# SouthWest Michigan Meet & Greet at Lunkers



## DangerDan (Mar 10, 2005)

wyle_e_coyote said:


> Wow..it's on a Friday now...I might have 2 lunkers drafts. Then go to Pleasant Lake Resort/Escape Reality...:lol:


I was thinking about reserving a table.... A real strong table...


----------



## wyle_e_coyote (Aug 13, 2004)

DangerDan said:


> I was thinking about reserving a table.... A real strong table...


:lol:


----------



## wyle_e_coyote (Aug 13, 2004)

Come on guys...I know there are more of you!! Lunker's has Beer, and Aligator tail....and lots of outdoor shopping..!!


----------



## BarryPatch (Jul 21, 2004)

wyle_e_coyote said:


> Come on guys...I know there are more of you!! Lunker's has Beer, and Aligator tail....and lots of outdoor shopping..!!
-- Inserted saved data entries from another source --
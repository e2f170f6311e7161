//! Structured run results

use std::time::Duration;

use chrono::{DateTime, Utc};
use serde::{Deserialize, Serialize};

/// Outcome of one command on one host
#[derive(Debug, Clone, Serialize, Deserialize)]
pub struct CommandResult {
    /// The command that was executed
    pub command: String,
    /// Exit status code
    pub exit_code: i32,
    /// Raw stdout
    pub stdout: String,
    /// Raw stderr
    pub stderr: String,
    /// Structured record produced by the executor's parser
    pub parsed: serde_json::Value,
    /// Whether the command exited with code 0
    pub success: bool,
    /// Time taken to execute
    pub duration: Duration,
}

/// Outcome of one host's full command sequence
///
/// Exactly one per submitted host, immutable once the task completes.
/// `success` reflects transport-level completion; individual exit codes
/// are carried in `commands` as data.
#[derive(Debug, Clone, Serialize, Deserialize)]
pub struct HostResult {
    /// Host identity as submitted
    pub host: String,
    /// Overall success flag
    pub success: bool,
    /// Error description when the host failed
    #[serde(skip_serializing_if = "Option::is_none")]
    pub error: Option<String>,
    /// Per-command results, in declared command order
    pub commands: Vec<CommandResult>,
}

impl HostResult {
    /// Result for a host that failed before or during execution,
    /// keeping whatever partial command results were collected
    #[must_use]
    pub fn failed(host: impl Into<String>, error: impl Into<String>) -> Self {
        Self {
            host: host.into(),
            success: false,
            error: Some(error.into()),
            commands: Vec::new(),
        }
    }
}

/// Aggregate of all host results for one run
///
/// Hosts appear in submission order regardless of completion order.
#[derive(Debug, Clone, Serialize, Deserialize)]
pub struct RunReport {
    /// Number of hosts submitted
    pub total_hosts: usize,
    /// Number of hosts with `success == true`
    pub successful_hosts: usize,
    /// When the run started
    pub started_at: DateTime<Utc>,
    /// When the last host task finished
    pub finished_at: DateTime<Utc>,
    /// Per-host results in submission order
    pub hosts: Vec<HostResult>,
}

impl RunReport {
    /// Assemble a report from per-host results in submission order
    #[must_use]
    pub fn new(hosts: Vec<HostResult>, started_at: DateTime<Utc>) -> Self {
        let successful_hosts = hosts.iter().filter(|h| h.success).count();
        Self {
            total_hosts: hosts.len(),
            successful_hosts,
            started_at,
            finished_at: Utc::now(),
            hosts,
        }
    }

    /// Whether every host succeeded
    #[must_use]
    pub fn all_succeeded(&self) -> bool {
        self.successful_hosts == self.total_hosts
    }
}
I know what beer is for  , but what do you do with the alligator tail?


----------



## mich buckmaster (Nov 20, 2001)

Sorry, but I am out since I will be leaving for Ohio hunting whitetails. 

Have fun guys!!


----------



## wyle_e_coyote (Aug 13, 2004)

BarryPatch said:


> I know what beer is for  , but what do you do with the alligator tail?
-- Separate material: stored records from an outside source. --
//! fleetrun-exec: SSH transport layer
//!
//! Owns the per-host connection lifecycle: the `ConnectionHandle` state
//! machine, the russh-backed session, authentication resolution, and the
//! injectable diagnostic sink.

pub mod auth;
pub mod connection;
pub mod diag;
pub mod error;
pub mod result;
pub mod ssh;
pub mod state;
pub mod traits;

pub use auth::{AuthMethod, AuthOptions, AuthResolver};
pub use connection::ConnectionHandle;
pub use diag::{DiagEvent, DiagnosticSink, NullSink, TracingSink};
pub use error::ExecError;
pub use result::{CommandOutput, ConnectionInfo};
pub use ssh::SshSession;
pub use state::SessionState;
pub use traits::RemoteSession;
//! Error types for fleetrun-exec

use std::time::Duration;

use thiserror::Error;

use crate::state::SessionState;

/// Errors that can occur while connecting to or executing on a remote host
#[derive(Error, Debug, Clone)]
pub enum ExecError {
    /// Hostname or alias could not be resolved to an address
    #[error("address resolution failed: {0}")]
    Resolution(String),

    /// Credentials were rejected by the remote host
    #[error("authentication failed: {0}")]
    Auth(String),

    /// No response within the connect timeout
    #[error("connection timed out after {timeout:?}")]
    ConnectTimeout {
        /// Timeout duration that was exceeded
        timeout: Duration,
    },

    /// Transport-level rejection while connecting
    #[error("connection refused: {0}")]
    Refused(String),

    /// Command did not complete within its timeout
    #[error("command timed out after {timeout:?}")]
    CommandTimeout {
        /// Timeout duration that was exceeded
        timeout: Duration,
    },

    /// Session died while a command was in flight
    #[error("channel closed: {0}")]
    ChannelClosed(String),

    /// Operation requires an open session
    #[error("not connected")]
    NotConnected,

    /// SSH key error
    #[error("SSH key error: {0}")]
    Key(String),

    /// No usable authentication method could be resolved
    #[error("no authentication method available: {0}")]
    NoAuthMethod(String),

    /// Invalid handle state transition attempted
    #[error("invalid state transition from {from} to {to}")]
    InvalidTransition {
        /// Current state
        from: SessionState,
        /// Attempted target state
        to: SessionState,
    },
}

impl ExecError {
    /// True for failures of the connect phase (host never became usable)
    #[must_use]
    pub fn is_connection_error(&self) -> bool {
        matches!(
            self,
            ExecError::Resolution(_)
                | ExecError::Auth(_)
                | ExecError::ConnectTimeout { .. }
                | ExecError::Refused(_)
                | ExecError::Key(_)
                | ExecError::NoAuthMethod(_)
        )
    }

    /// True for failures of an in-flight command (session died or stalled)
    #[must_use]
    pub fn is_execution_error(&self) -> bool {
        matches!(
            self,
            ExecError::CommandTimeout { .. } | ExecError::ChannelClosed(_)
        )
    }
}

#[cfg(test)]
mod tests {
    use super::*;

    #[test]
    fn test_error_categories() {
        assert!(ExecError::Auth("denied".into()).is_connection_error());
        assert!(
            ExecError::ConnectTimeout {
                timeout: Duration::from_secs(10)
            }
            .is_connection_error()
        );
        assert!(ExecError::ChannelClosed("eof".into()).is_execution_error());
        assert!(!ExecError::ChannelClosed("eof".into()).is_connection_error());
        assert!(!ExecError::NotConnected.is_execution_error());
    }
}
To help wash down the beer :lol: .

Your coming right?


----------



## BarryPatch (Jul 21, 2004)

wyle_e_coyote said:


> To help wash down the beer :lol: .
> 
> Your coming right?


I'd love to but I'll be in Chicago. 'Tis the season to do what the wife wants.


----------



## wyle_e_coyote (Aug 13, 2004)

Reminder...!


----------



## SalmonSlayer (Jan 18, 2000)

I'm out. Due to a previous engagement that someone forgot (we won't name names, but you all know who I am) I will not be able to attend.  
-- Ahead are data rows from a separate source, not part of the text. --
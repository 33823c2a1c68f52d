//! Rendercache
//!
//! A scoped, event-invalidated cache core for hierarchically addressed
//! content renderings. Given a request for a resource rendered by some
//! component (its "resource type"), the crate:
//!
//! - derives a deterministic cache key whose granularity is configurable
//!   per component ([`generate_key`], [`CacheScope`])
//! - resolves an invalidation policy describing which future content-change
//!   notifications must evict the cached rendering
//!   ([`ConfigurationResolver`])
//! - tracks, per cached entry, whether a matching change notification has
//!   arrived, combined with a time-based expiry ([`RefreshPolicyEngine`])
//!
//! The key/value store that holds rendered output, the content-repository
//! tree, and the web-request abstraction are external collaborators,
//! consumed through the traits in [`collab`].
//!
//! ## Configuration
//!
//! Cache behavior is controlled by [`CacheSettings`], typically embedded in
//! the host's configuration file:
//!
//! ```toml
//! [cache]
//! enabled = true
//! default_ttl_seconds = 3600
//! ```

mod bus;
mod collab;
mod config;
mod definition;
mod error;
mod key;
mod lock;
mod pattern;
mod refresh;
mod registry;
mod resolver;

pub use bus::{ChangeBus, ChangeListener, SubscriptionId};
pub use collab::{ContentTreeReader, PropertyValue, RequestContext, ResourceNode};
pub use config::CacheSettings;
pub use definition::ResourceTypeCacheDefinition;
pub use error::CacheError;
pub use key::{CacheScope, generate_key};
pub use pattern::InvalidationPattern;
pub use refresh::{CacheEntryEvent, FlushScope, RefreshPolicyEngine};
pub use registry::DefinitionRegistry;
pub use resolver::{CacheConfiguration, ConfigurationResolver};
//! Collaborator boundaries.
//!
//! The web-request abstraction and the content-repository tree are external
//! to this core; it consumes them through these traits. The cache store
//! itself is driven by the host and only interacts with this crate through
//! the event and listener types it exposes.

use std::collections::HashMap;

/// The request being rendered: resource addressing plus a string property
/// lookup for the requested resource.
pub trait RequestContext {
    fn resource_path(&self) -> &str;
    fn resource_type(&self) -> &str;
    /// Selector string; may be blank.
    fn selector_string(&self) -> &str;
    /// String property of the requested resource, if present.
    fn property(&self, name: &str) -> Option<String>;
}

/// Read access to the content-repository tree.
pub trait ContentTreeReader: Send + Sync {
    /// Resolve an absolute path to a node, if one exists.
    fn resolve(&self, path: &str) -> Option<ResourceNode>;
}

/// A node materialized from the content tree.
#[derive(Debug, Clone)]
pub struct ResourceNode {
    /// Absolute path of the node.
    pub path: String,
    /// Property map of the node.
    pub properties: HashMap<String, PropertyValue>,
}

/// A typed property value read off a content-tree node.
#[derive(Debug, Clone, PartialEq)]
pub enum PropertyValue {
    Bool(bool),
    Int(i64),
    Text(String),
    TextList(Vec<String>),
}

impl ResourceNode {
    pub fn new(path: impl Into<String>) -> Self {
        Self {
            path: path.into(),
            properties: HashMap::new(),
        }
    }

    pub fn with_property(mut self, name: impl Into<String>, value: PropertyValue) -> Self {
        self.properties.insert(name.into(), value);
        self
    }

    pub fn bool_property(&self, name: &str) -> Option<bool> {
        match self.properties.get(name)? {
            PropertyValue::Bool(value) => Some(*value),
            _ => None,
        }
    }

    pub fn int_property(&self, name: &str) -> Option<i64> {
        match self.properties.get(name)? {
            PropertyValue::Int(value) => Some(*value),
            _ => None,
        }
    }

    pub fn text_property(&self, name: &str) -> Option<&str> {
        match self.properties.get(name)? {
            PropertyValue::Text(value) => Some(value),
            _ => None,
        }
    }

    /// Multi-valued string property; a single text value reads as a
    /// one-element list.
    pub fn text_list_property(&self, name: &str) -> Vec<String> {
        match self.properties.get(name) {
            Some(PropertyValue::TextList(values)) => values.clone(),
            Some(PropertyValue::Text(value)) => vec![value.clone()],
            _ => Vec::new(),
        }
    }
}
Have fun all! And don't eat too much tail! ( gator tail...gesh!!! )


----------



## the old archer (May 21, 2003)

Will you let an old traditional bow hunter show up? I will be in the neighborhood anyway, so it would be fun to meet some of you. I hang pretty much on the Michigan Traditional Bowhunters site, but sometimes make it to other forums.

Gary 'Arch' Archer
aka the old archer


----------



## wyle_e_coyote (Aug 13, 2004)

the old archer said:


> Will you let an old traditional bow hunter show up? I will be in the neighborhood anyway, so it would be fun to meet some of you. I hang pretty much on the Michigan Traditional Bowhunters site, but sometimes make it to other forums.
> 
> Gary 'Arch' Archer
> aka the old archer


You would be very welcomed Gary, come on out!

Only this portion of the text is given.